Problem statement: Only what runs from the line with "fn column_result(value: ValueRef<'_>)" to the final line of the records below should be given again, word for word.

Collected data:

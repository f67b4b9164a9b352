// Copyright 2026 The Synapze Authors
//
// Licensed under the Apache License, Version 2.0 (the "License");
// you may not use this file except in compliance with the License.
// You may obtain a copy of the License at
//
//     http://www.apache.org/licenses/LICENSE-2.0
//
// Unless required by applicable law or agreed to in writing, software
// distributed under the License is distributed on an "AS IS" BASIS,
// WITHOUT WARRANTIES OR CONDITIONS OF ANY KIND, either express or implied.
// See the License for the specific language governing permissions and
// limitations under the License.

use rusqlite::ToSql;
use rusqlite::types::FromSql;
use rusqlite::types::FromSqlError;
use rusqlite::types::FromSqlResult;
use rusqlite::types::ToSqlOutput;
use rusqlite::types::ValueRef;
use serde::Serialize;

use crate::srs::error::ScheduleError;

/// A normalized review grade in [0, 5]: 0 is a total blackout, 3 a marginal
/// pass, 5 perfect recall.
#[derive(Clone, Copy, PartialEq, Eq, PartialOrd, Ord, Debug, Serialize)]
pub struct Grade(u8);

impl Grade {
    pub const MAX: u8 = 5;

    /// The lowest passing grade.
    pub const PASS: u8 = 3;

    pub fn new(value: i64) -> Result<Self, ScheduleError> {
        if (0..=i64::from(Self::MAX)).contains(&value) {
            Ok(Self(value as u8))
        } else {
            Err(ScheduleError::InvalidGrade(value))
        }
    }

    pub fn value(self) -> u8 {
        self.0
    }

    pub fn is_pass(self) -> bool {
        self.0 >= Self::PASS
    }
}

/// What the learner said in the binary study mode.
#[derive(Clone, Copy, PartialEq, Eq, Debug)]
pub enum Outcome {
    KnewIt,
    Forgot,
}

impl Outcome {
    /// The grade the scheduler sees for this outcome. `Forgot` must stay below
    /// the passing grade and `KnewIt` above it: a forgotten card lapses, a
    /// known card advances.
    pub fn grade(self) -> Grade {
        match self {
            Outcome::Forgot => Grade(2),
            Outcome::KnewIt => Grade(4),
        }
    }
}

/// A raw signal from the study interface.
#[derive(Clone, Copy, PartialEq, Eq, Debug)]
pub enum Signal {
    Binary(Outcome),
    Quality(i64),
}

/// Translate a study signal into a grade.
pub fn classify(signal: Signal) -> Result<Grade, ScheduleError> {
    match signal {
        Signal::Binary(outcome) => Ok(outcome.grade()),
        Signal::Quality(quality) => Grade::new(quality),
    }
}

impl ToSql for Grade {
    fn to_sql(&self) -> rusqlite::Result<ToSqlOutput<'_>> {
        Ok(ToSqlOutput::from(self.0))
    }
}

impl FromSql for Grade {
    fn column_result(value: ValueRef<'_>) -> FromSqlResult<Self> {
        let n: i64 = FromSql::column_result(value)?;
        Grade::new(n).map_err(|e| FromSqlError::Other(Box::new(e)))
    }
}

Result:
    fn column_result(value: ValueRef<'_>) -> FromSqlResult<Self> {
        let n: i64 = FromSql::column_result(value)?;
        Grade::new(n).map_err(|e| FromSqlError::Other(Box::new(e)))
    }
}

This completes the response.